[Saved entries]
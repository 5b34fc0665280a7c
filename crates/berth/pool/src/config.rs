//! Identity pool configuration.

use serde::{Deserialize, Serialize};

use crate::error::{PoolError, Result};

/// Shape of the name and port space.
#[derive(Debug, Clone, PartialEq, Eq, Serialize, Deserialize)]
#[serde(default)]
pub struct PoolConfig {
    /// Prefix of generated container names.
    pub name_prefix: String,

    /// Zero-padded width of the numeric name suffix.
    pub name_width: usize,

    /// First host port handed out (inclusive).
    pub min_port: u16,

    /// Last host port handed out (inclusive).
    pub max_port: u16,
}

impl Default for PoolConfig {
    fn default() -> Self {
        Self {
            name_prefix: "srv_".to_string(),
            name_width: 6,
            min_port: 25565,
            max_port: 25599,
        }
    }
}

impl PoolConfig {
    pub fn validate(&self) -> Result<()> {
        if self.name_prefix.is_empty() {
            return Err(PoolError::InvalidConfig("name_prefix must not be empty".into()));
        }
        if self.name_width == 0 || self.name_width > 9 {
            return Err(PoolError::InvalidConfig(format!(
                "name_width must be between 1 and 9, got {}",
                self.name_width
            )));
        }
        if self.min_port == 0 || self.min_port > self.max_port {
            return Err(PoolError::InvalidConfig(format!(
                "invalid port range {}..={}",
                self.min_port, self.max_port
            )));
        }
        Ok(())
    }

    /// Number of ports in the range.
    pub fn capacity(&self) -> usize {
        usize::from(self.max_port) - usize::from(self.min_port) + 1
    }

    /// Largest name index representable at the configured width.
    pub fn max_name_index(&self) -> u32 {
        10u32.pow(self.name_width as u32) - 1
    }

    pub fn contains_port(&self, port: u16) -> bool {
        (self.min_port..=self.max_port).contains(&port)
    }

    pub fn render_name(&self, index: u32) -> String {
        format!("{}{:0width$}", self.name_prefix, index, width = self.name_width)
    }

    /// Inverse of [`render_name`](Self::render_name); `None` for names this
    /// pool did not generate.
    pub fn parse_name(&self, name: &str) -> Option<u32> {
        let suffix = name.strip_prefix(&self.name_prefix)?;
        if suffix.len() != self.name_width || !suffix.bytes().all(|b| b.is_ascii_digit()) {
            return None;
        }
        suffix.parse().ok().filter(|index| *index > 0)
    }
}

#[cfg(test)]
mod tests {
    use super::*;

    #[test]
    fn test_name_rendering() {
        let config = PoolConfig::default();
        assert_eq!(config.render_name(1), "srv_000001");
        assert_eq!(config.parse_name("srv_000001"), Some(1));
        assert_eq!(config.parse_name("srv_1"), None);
        assert_eq!(config.parse_name("minecraft_server_1"), None);
        assert_eq!(config.parse_name("srv_000000"), None);
    }

    #[test]
    fn test_validation() {
        assert!(PoolConfig::default().validate().is_ok());
        let inverted = PoolConfig {
            min_port: 30000,
            max_port: 20000,
            ..PoolConfig::default()
        };
        assert!(inverted.validate().is_err());
        let wide = PoolConfig {
            name_width: 12,
            ..PoolConfig::default()
        };
        assert!(wide.validate().is_err());
    }

    #[test]
    fn test_capacity() {
        assert_eq!(PoolConfig::default().capacity(), 35);
        assert_eq!(PoolConfig::default().max_name_index(), 999_999);
    }
}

Work to complete:
Each line above is to be copied exactly as written.

Response:
repository 5b34fc0665280a7c
filename crates/berth/pool/src/config.rs
//! Identity pool configuration.

use serde::{Deserialize, Serialize};

use crate::error::{PoolError, Result};

/// Shape of the name and port space.
#[derive(Debug, Clone, PartialEq, Eq, Serialize, Deserialize)]
#[serde(default)]
pub struct PoolConfig {
    /// Prefix of generated container names.
    pub name_prefix: String,

    /// Zero-padded width of the numeric name suffix.
    pub name_width: usize,

    /// First host port handed out (inclusive).
    pub min_port: u16,

    /// Last host port handed out (inclusive).
    pub max_port: u16,
}

impl Default for PoolConfig {
    fn default() -> Self {
        Self {
            name_prefix: "srv_".to_string(),
            name_width: 6,
            min_port: 25565,
            max_port: 25599,
        }
    }
}

impl PoolConfig {
    pub fn validate(&self) -> Result<()> {
        if self.name_prefix.is_empty() {
            return Err(PoolError::InvalidConfig("name_prefix must not be empty".into()));
        }
        if self.name_width == 0 || self.name_width > 9 {
            return Err(PoolError::InvalidConfig(format!(
                "name_width must be between 1 and 9, got {}",
                self.name_width
            )));
        }
        if self.min_port == 0 || self.min_port > self.max_port {
            return Err(PoolError::InvalidConfig(format!(
                "invalid port range {}..={}",
                self.min_port, self.max_port
            )));
        }
        Ok(())
    }

    /// Number of ports in the range.
    pub fn capacity(&self) -> usize {
        usize::from(self.max_port) - usize::from(self.min_port) + 1
    }

    /// Largest name index representable at the configured width.
    pub fn max_name_index(&self) -> u32 {
        10u32.pow(self.name_width as u32) - 1
    }

    pub fn contains_port(&self, port: u16) -> bool {
        (self.min_port..=self.max_port).contains(&port)
    }

    pub fn render_name(&self, index: u32) -> String {
        format!("{}{:0width$}", self.name_prefix, index, width = self.name_width)
    }

    /// Inverse of [`render_name`](Self::render_name); `None` for names this
    /// pool did not generate.
    pub fn parse_name(&self, name: &str) -> Option<u32> {
        let suffix = name.strip_prefix(&self.name_prefix)?;
        if suffix.len() != self.name_width || !suffix.bytes().all(|b| b.is_ascii_digit()) {
            return None;
        }
        suffix.parse().ok().filter(|index| *index > 0)
    }
}

#[cfg(test)]
mod tests {
    use super::*;

    #[test]
    fn test_name_rendering() {
        let config = PoolConfig::default();
        assert_eq!(config.render_name(1), "srv_000001");
        assert_eq!(config.parse_name("srv_000001"), Some(1));
        assert_eq!(config.parse_name("srv_1"), None);
        assert_eq!(config.parse_name("minecraft_server_1"), None);
        assert_eq!(config.parse_name("srv_000000"), None);
    }

    #[test]
    fn test_validation() {
        assert!(PoolConfig::default().validate().is_ok());
        let inverted = PoolConfig {
            min_port: 30000,
            max_port: 20000,
            ..PoolConfig::default()
        };
        assert!(inverted.validate().is_err());
        let wide = PoolConfig {
            name_width: 12,
            ..PoolConfig::default()
        };
        assert!(wide.validate().is_err());
    }

    #[test]
    fn test_capacity() {
        assert_eq!(PoolConfig::default().capacity(), 35);
        assert_eq!(PoolConfig::default().max_name_index(), 999_999);
    }
}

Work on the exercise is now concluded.